Un homme survint, qui cria quelque chose en breton : il invitait les pèlerins à venir passer la nuit chez lui, en une grange voisine (il les appelait Kristenien, — Chrétiens, — comme un musulman parlant à une foule musulmane dit Moslemin). Alors quelques-uns se mirent à traverser le ravin pour le suivre. D’autres remontaient vers la chapelle, dont les vitraux, vaguement, s’éclairaient de lumières intérieures.

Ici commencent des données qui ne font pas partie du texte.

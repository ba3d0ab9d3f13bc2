//! Upload handler

use axum::{
    extract::{multipart::MultipartError, Multipart, State},
    http::StatusCode,
    response::{IntoResponse, Response},
    Json,
};
use custlink_domain::{ingestion::ports::IngestionServicePort, IngestionError};
use thiserror::Error;
use tracing::{error, info, instrument, warn};

use crate::{
    dto::upload::{ErrorResponse, UploadForm, UploadResponse},
    spool::SpooledUpload,
    AppState,
};

/// Name of the multipart field carrying the file
pub const FILE_FIELD: &str = "file";

/// Failures of the upload endpoint
#[derive(Error, Debug)]
pub enum UploadError {
    #[error("Missing multipart field 'file'")]
    MissingFile,

    #[error("Invalid multipart body: {0}")]
    Multipart(#[from] MultipartError),

    #[error("Failed to spool upload: {0}")]
    Spool(#[from] std::io::Error),

    #[error(transparent)]
    Ingestion(#[from] IngestionError),
}

impl IntoResponse for UploadError {
    fn into_response(self) -> Response {
        let (status, body) = match &self {
            UploadError::MissingFile => (StatusCode::BAD_REQUEST, ErrorResponse::new(self.to_string())),
            UploadError::Multipart(err) => (err.status(), ErrorResponse::new(err.body_text())),
            UploadError::Spool(_) => {
                error!(error = %self, "Spooling failed");
                (
                    StatusCode::INTERNAL_SERVER_ERROR,
                    ErrorResponse::new("Failed to save the uploaded file"),
                )
            }
            UploadError::Ingestion(err @ IngestionError::SourceReadFailure(_)) => {
                (StatusCode::UNPROCESSABLE_ENTITY, ErrorResponse::new(err.to_string()))
            }
            UploadError::Ingestion(err @ IngestionError::PersistenceFailure { persisted, .. }) => {
                error!(error = %err, persisted, "Ingestion stopped by a persistence failure");
                (
                    StatusCode::INTERNAL_SERVER_ERROR,
                    ErrorResponse::new(err.to_string()).with_persisted(*persisted),
                )
            }
        };

        (status, Json(body)).into_response()
    }
}

/// Handle customer file uploads
///
/// The first `file` field is streamed to a spool file, then ingested. Later
/// `file` fields and other fields are ignored.
#[utoipa::path(
    post,
    path = "/upload",
    request_body(content = UploadForm, content_type = "multipart/form-data"),
    responses(
        (status = 200, description = "File ingested", body = UploadResponse),
        (status = 400, description = "Bad request - missing file field or malformed multipart body", body = ErrorResponse),
        (status = 413, description = "Payload too large", body = ErrorResponse),
        (status = 422, description = "File content could not be read", body = ErrorResponse),
        (status = 500, description = "Record store failure", body = ErrorResponse)
    ),
    tag = "ingestion"
)]
#[instrument(skip(state, multipart))]
pub async fn upload_handler<S>(
    State(state): State<AppState<S>>,
    mut multipart: Multipart,
) -> Result<Json<UploadResponse>, UploadError>
where
    S: IngestionServicePort + 'static,
{
    let mut spooled: Option<SpooledUpload> = None;

    while let Some(mut field) = multipart.next_field().await? {
        if field.name() != Some(FILE_FIELD) {
            warn!(field = ?field.name(), "Ignoring unexpected multipart field");
            continue;
        }
        if spooled.is_some() {
            warn!("Ignoring repeated file field");
            continue;
        }

        let mut spool = SpooledUpload::create(&state.spool_dir).await?;
        while let Some(chunk) = field.chunk().await? {
            spool.write_chunk(&chunk).await?;
        }
        spooled = Some(spool);
    }

    let mut spool = spooled.ok_or(UploadError::MissingFile)?;
    info!(
        path = %spool.path().display(),
        size = spool.size(),
        "Received customer file"
    );

    let source = spool.open().await?;
    let outcome = state.ingestion_service.run(source).await;
    spool.remove().await;
    let report = outcome?;

    info!(persisted = report.persisted, "Customer file ingested");
    Ok(Json(UploadResponse::from(report)))
}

La nuit était venue, et nous montions dans notre carriole, quand un chant multiple, lointain, assourdi, nous arrêta, dont je reconnus le rythme : Santez Anna, — le cantique de Sainte Anne, que tout le monde sait en Gornouaille. Il venait du sanctuaire, où la plupart des pèlerins allaient dormir ; ces Bretons l’entonnaient avant de s’étendre sur les bottes de paille, au pied de leur vieille Sainte.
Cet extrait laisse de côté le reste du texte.